Activity ▸ Starting with the first line and ending with the line that holds "use crate::matching;", repeat the material exactly.

Data to use ▸
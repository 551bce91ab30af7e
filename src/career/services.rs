//! Service facade consumed by the UI layer.
//!
//! One method per logical operation, each a thin named wrapper over the
//! resilient client. When the backend is disabled by configuration the
//! methods call the local stubs directly; that is a deliberate mode, not a
//! degradation, and is reported as the stub-only response source.

use serde::Serialize;
use serde_json::Value;

use crate::cache::CacheStorage;
use crate::matching;
use crate::stubs::{self, StubOptions};

use super::client::{ApiError, Transport};
use super::resilient::{FetchOutcome, ResilientClient};
use super::types::{JobOpportunity, LearningPathItem, SkillGap};
use super::wire::{
  CoachChatRequest, CoachChatResponse, CourseRequest, CourseResponse, CurriculumRequest,
  CurriculumResponse, GapAnalysisResponse, MarketInsightsResponse, MatchJobsResponse, Operation,
  SalaryImpactRequest, SalaryImpactResponse, SkillsRequest,
};

/// Entry point for everything the UI asks of the analysis backend.
pub struct CareerServices<T: Transport, S: CacheStorage> {
  client: ResilientClient<T, S>,
  use_backend: bool,
  stub_options: StubOptions,
}

/// Aggregate produced by [`CareerServices::full_analysis`].
///
/// `degraded` is the OR of every step's fallback status: true when any part
/// of the analysis was served from cache or a stub instead of the backend.
#[derive(Debug, Clone, Serialize)]
pub struct FullAnalysis {
  pub qualified_jobs: Vec<JobOpportunity>,
  pub recommendations: Vec<SkillGap>,
  #[serde(skip_serializing_if = "Option::is_none")]
  pub salary_impact: Option<SalaryProjection>,
  pub learning_path: Vec<LearningPathItem>,
  pub insights: Vec<String>,
  pub degraded: bool,
}

/// Salary impact of the top recommendation.
#[derive(Debug, Clone, Serialize)]
pub struct SalaryProjection {
  pub skill: String,
  pub potential_salary_increase_rwf: u64,
}

impl<T: Transport, S: CacheStorage> CareerServices<T, S> {
  pub fn new(client: ResilientClient<T, S>, use_backend: bool, stub_options: StubOptions) -> Self {
    Self {
      client,
      use_backend,
      stub_options,
    }
  }

  /// Jobs the given skills fully qualify for.
  pub async fn match_jobs(
    &self,
    skills: &[String],
  ) -> Result<FetchOutcome<MatchJobsResponse>, ApiError> {
    let request = SkillsRequest {
      skills: matching::normalize_skills(skills),
    };
    if !self.use_backend {
      return Ok(FetchOutcome::stub_only(stubs::match_jobs(
        &request,
        &self.stub_options,
      )));
    }
    self.client.post(Operation::MatchJobs, &request).await
  }

  /// Highest-impact skills the user should learn next.
  pub async fn gap_analysis(
    &self,
    skills: &[String],
  ) -> Result<FetchOutcome<GapAnalysisResponse>, ApiError> {
    let request = SkillsRequest {
      skills: matching::normalize_skills(skills),
    };
    if !self.use_backend {
      return Ok(FetchOutcome::stub_only(stubs::gap_analysis(
        &request,
        &self.stub_options,
      )));
    }
    self.client.post(Operation::GapAnalysis, &request).await
  }

  /// Estimated salary increase from learning `new_skill`.
  pub async fn salary_impact(
    &self,
    skills: &[String],
    new_skill: &str,
  ) -> Result<FetchOutcome<SalaryImpactResponse>, ApiError> {
    let request = SalaryImpactRequest {
      skills: matching::normalize_skills(skills),
      new_skill: new_skill.trim().to_lowercase(),
    };
    if !self.use_backend {
      return Ok(FetchOutcome::stub_only(stubs::salary_impact(
        &request,
        &self.stub_options,
      )));
    }
    self.client.post(Operation::SalaryImpact, &request).await
  }

  /// A learning path covering each skill to learn.
  pub async fn curriculum(
    &self,
    skills_to_learn: &[String],
  ) -> Result<FetchOutcome<CurriculumResponse>, ApiError> {
    let request = CurriculumRequest {
      skills_to_learn: skills_to_learn.to_vec(),
    };
    if !self.use_backend {
      return Ok(FetchOutcome::stub_only(stubs::curriculum(
        &request,
        &self.stub_options,
      )));
    }
    self.client.post(Operation::Curriculum, &request).await
  }

  /// Market observations relevant to the user's skill set.
  pub async fn market_insights(
    &self,
    skills: &[String],
  ) -> Result<FetchOutcome<MarketInsightsResponse>, ApiError> {
    let request = SkillsRequest {
      skills: matching::normalize_skills(skills),
    };
    if !self.use_backend {
      return Ok(FetchOutcome::stub_only(stubs::market_insights(
        &request,
        &self.stub_options,
      )));
    }
    self.client.post(Operation::MarketInsights, &request).await
  }

  /// One coaching exchange grounded in a prior analysis.
  pub async fn coach_chat(
    &self,
    role: &str,
    analysis: &Value,
    question: &str,
  ) -> Result<FetchOutcome<CoachChatResponse>, ApiError> {
    let request = CoachChatRequest {
      role: role.to_string(),
      analysis: analysis.clone(),
      question: question.to_string(),
    };
    if !self.use_backend {
      return Ok(FetchOutcome::stub_only(stubs::coach_chat(
        &request,
        &self.stub_options,
      )));
    }
    self.client.post(Operation::CoachChat, &request).await
  }

  /// A course outline for one target skill.
  pub async fn generate_course(
    &self,
    target_skill: &str,
    level: Option<&str>,
  ) -> Result<FetchOutcome<CourseResponse>, ApiError> {
    let request = CourseRequest {
      target_skill: target_skill.to_string(),
      level: level.map(String::from),
    };
    if !self.use_backend {
      return Ok(FetchOutcome::stub_only(stubs::generate_course(
        &request,
        &self.stub_options,
      )));
    }
    self.client.post(Operation::GenerateCourse, &request).await
  }

  /// The combined analysis the UI renders as one page.
  ///
  /// Steps run strictly in order because later ones consume earlier
  /// outputs: matches, then gaps, then salary impact for the top gap, then a
  /// curriculum over every gap, then insights.
  pub async fn full_analysis(&self, skills: &[String]) -> Result<FullAnalysis, ApiError> {
    let jobs = self.match_jobs(skills).await?;
    let gaps = self.gap_analysis(skills).await?;
    let mut degraded = jobs.degraded() || gaps.degraded();

    let recommendations = gaps.data.analysis.recommendations;

    let salary_impact = match recommendations.first() {
      Some(top) => {
        let outcome = self.salary_impact(skills, &top.skill).await?;
        degraded = degraded || outcome.degraded();
        Some(SalaryProjection {
          skill: top.skill.clone(),
          potential_salary_increase_rwf: outcome.data.potential_salary_increase_rwf,
        })
      }
      None => None,
    };

    let to_learn: Vec<String> = recommendations.iter().map(|g| g.skill.clone()).collect();
    let curriculum = self.curriculum(&to_learn).await?;
    degraded = degraded || curriculum.degraded();

    let insights = self.market_insights(skills).await?;
    degraded = degraded || insights.degraded();

    Ok(FullAnalysis {
      qualified_jobs: jobs.data.qualified_jobs,
      recommendations,
      salary_impact,
      learning_path: curriculum.data.curriculum.learning_path,
      insights: insights.data.insights.insights,
      degraded,
    })
  }

  /// Drop every cached backend response.
  pub fn clear_cache(&self) -> color_eyre::Result<()> {
    self.client.clear_cache()
  }
}
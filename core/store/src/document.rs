//! Schemaless document model and change modifiers.

use serde::{Deserialize, Serialize};
use serde_json::{Map, Value};

use driftsync_common::ItemId;

/// A single item in a collection: a string id plus arbitrary JSON fields.
///
/// Serializes flat, as `{ "id": ..., ...fields }`.
#[derive(Debug, Clone, PartialEq, Serialize, Deserialize)]
pub struct Document {
    /// Unique identifier within the collection.
    pub id: ItemId,
    /// All remaining fields of the item.
    #[serde(flatten)]
    pub fields: Map<String, Value>,
}

impl Document {
    /// Create a document with no fields beyond the id.
    pub fn new(id: impl Into<ItemId>) -> Self {
        Self {
            id: id.into(),
            fields: Map::new(),
        }
    }

    /// Create a document from an id and a field map.
    pub fn with_fields(id: impl Into<ItemId>, fields: Map<String, Value>) -> Self {
        Self {
            id: id.into(),
            fields,
        }
    }

    /// Set a field, returning self for chaining.
    pub fn field(mut self, name: impl Into<String>, value: impl Into<Value>) -> Self {
        self.fields.insert(name.into(), value.into());
        self
    }

    /// Get a field value by name.
    pub fn get(&self, name: &str) -> Option<&Value> {
        self.fields.get(name)
    }

    /// Serialize to a flat JSON object including the id.
    pub fn to_value(&self) -> Value {
        let mut map = Map::new();
        map.insert("id".to_string(), Value::String(self.id.as_str().to_string()));
        for (k, v) in &self.fields {
            map.insert(k.clone(), v.clone());
        }
        Value::Object(map)
    }
}

/// A `$set`-style change modifier: the fields to overwrite on an item.
#[derive(Debug, Clone, PartialEq, Serialize, Deserialize)]
pub struct Modifier {
    /// Field values to set. May include `id` (ignored unless it is a
    /// string, in which case the document is re-keyed).
    #[serde(rename = "$set")]
    pub set: Map<String, Value>,
}

impl Modifier {
    /// Create a modifier setting the given fields.
    pub fn set(fields: Map<String, Value>) -> Self {
        Self { set: fields }
    }

    /// Create a modifier setting a single field.
    pub fn set_field(name: impl Into<String>, value: impl Into<Value>) -> Self {
        let mut set = Map::new();
        set.insert(name.into(), value.into());
        Self { set }
    }

    /// A modifier whose `$set` map is the full content of `doc`,
    /// sufficient to replay the document over any previous version.
    pub fn from_document(doc: &Document) -> Self {
        let mut set = Map::new();
        set.insert("id".to_string(), Value::String(doc.id.as_str().to_string()));
        for (k, v) in &doc.fields {
            set.insert(k.clone(), v.clone());
        }
        Self { set }
    }

    /// Apply the modifier to a document in place.
    pub fn apply(&self, doc: &mut Document) {
        for (name, value) in &self.set {
            if name == "id" {
                if let Value::String(id) = value {
                    doc.id = ItemId::from(id.as_str());
                }
            } else {
                doc.fields.insert(name.clone(), value.clone());
            }
        }
    }
}
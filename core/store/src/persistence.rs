//! Persistence seam for the engine's internal ledgers.

use async_trait::async_trait;
use serde_json::Value;
use std::path::{Path, PathBuf};
use std::sync::{Arc, RwLock};
use tokio::fs;

use driftsync_common::{Error, Result};

/// Callback invoked when persisted data changed outside the process.
pub type ChangeListener = Box<dyn Fn() + Send + Sync>;

/// Durable storage for one internal ledger.
///
/// The engine treats persistence as a background durability concern:
/// load/save failures are reported through its error hook, never
/// raised to sync callers.
#[async_trait]
pub trait LedgerPersistence: Send + Sync {
    /// Load all persisted entries.
    async fn load(&self) -> Result<Vec<Value>>;

    /// Replace the persisted entries.
    async fn save(&self, items: &[Value]) -> Result<()>;

    /// Register a listener for out-of-band changes to the persisted
    /// data. Adapters without such a channel may ignore this.
    fn register(&self, _on_change: ChangeListener) {}
}

/// Factory producing one adapter per ledger id (e.g. `driftsync-changes`).
pub type PersistenceFactory = Arc<dyn Fn(&str) -> Arc<dyn LedgerPersistence> + Send + Sync>;

/// In-memory persistence adapter.
///
/// Useful for testing and for engines that do not need ledger
/// durability across restarts.
pub struct MemoryPersistence {
    items: RwLock<Vec<Value>>,
}

impl MemoryPersistence {
    /// Create a new empty adapter.
    pub fn new() -> Self {
        Self {
            items: RwLock::new(Vec::new()),
        }
    }
}

impl Default for MemoryPersistence {
    fn default() -> Self {
        Self::new()
    }
}

#[async_trait]
impl LedgerPersistence for MemoryPersistence {
    async fn load(&self) -> Result<Vec<Value>> {
        Ok(self.items.read().unwrap().clone())
    }

    async fn save(&self, items: &[Value]) -> Result<()> {
        *self.items.write().unwrap() = items.to_vec();
        Ok(())
    }
}

/// JSON-file persistence adapter.
///
/// Stores the ledger as a pretty-printed JSON array. Missing file on
/// load means an empty ledger.
pub struct JsonFilePersistence {
    path: PathBuf,
}

impl JsonFilePersistence {
    /// Create an adapter persisting to the given file path.
    pub fn new(path: impl AsRef<Path>) -> Self {
        Self {
            path: path.as_ref().to_path_buf(),
        }
    }

    /// Factory creating one file per ledger id under `dir`.
    pub fn factory(dir: impl AsRef<Path>) -> PersistenceFactory {
        let dir = dir.as_ref().to_path_buf();
        Arc::new(move |id: &str| {
            Arc::new(JsonFilePersistence::new(dir.join(format!("{id}.json"))))
                as Arc<dyn LedgerPersistence>
        })
    }
}

#[async_trait]
impl LedgerPersistence for JsonFilePersistence {
    async fn load(&self) -> Result<Vec<Value>> {
        if !self.path.exists() {
            return Ok(Vec::new());
        }
        let content = fs::read_to_string(&self.path)
            .await
            .map_err(|e| Error::Persistence(format!("read {}: {e}", self.path.display())))?;
        serde_json::from_str(&content)
            .map_err(|e| Error::Persistence(format!("parse {}: {e}", self.path.display())))
    }

    async fn save(&self, items: &[Value]) -> Result<()> {
        let json = serde_json::to_string_pretty(items)
            .map_err(|e| Error::Persistence(e.to_string()))?;
        fs::write(&self.path, json)
            .await
            .map_err(|e| Error::Persistence(format!("write {}: {e}", self.path.display())))
    }
}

Reply ▸
repository 551bce91ab30af7e
filename src/career/services.rs
//! Service facade consumed by the UI layer.
//!
//! One method per logical operation, each a thin named wrapper over the
//! resilient client. When the backend is disabled by configuration the
//! methods call the local stubs directly; that is a deliberate mode, not a
//! degradation, and is reported as the stub-only response source.

use serde::Serialize;
use serde_json::Value;

use crate::cache::CacheStorage;
use crate::matching;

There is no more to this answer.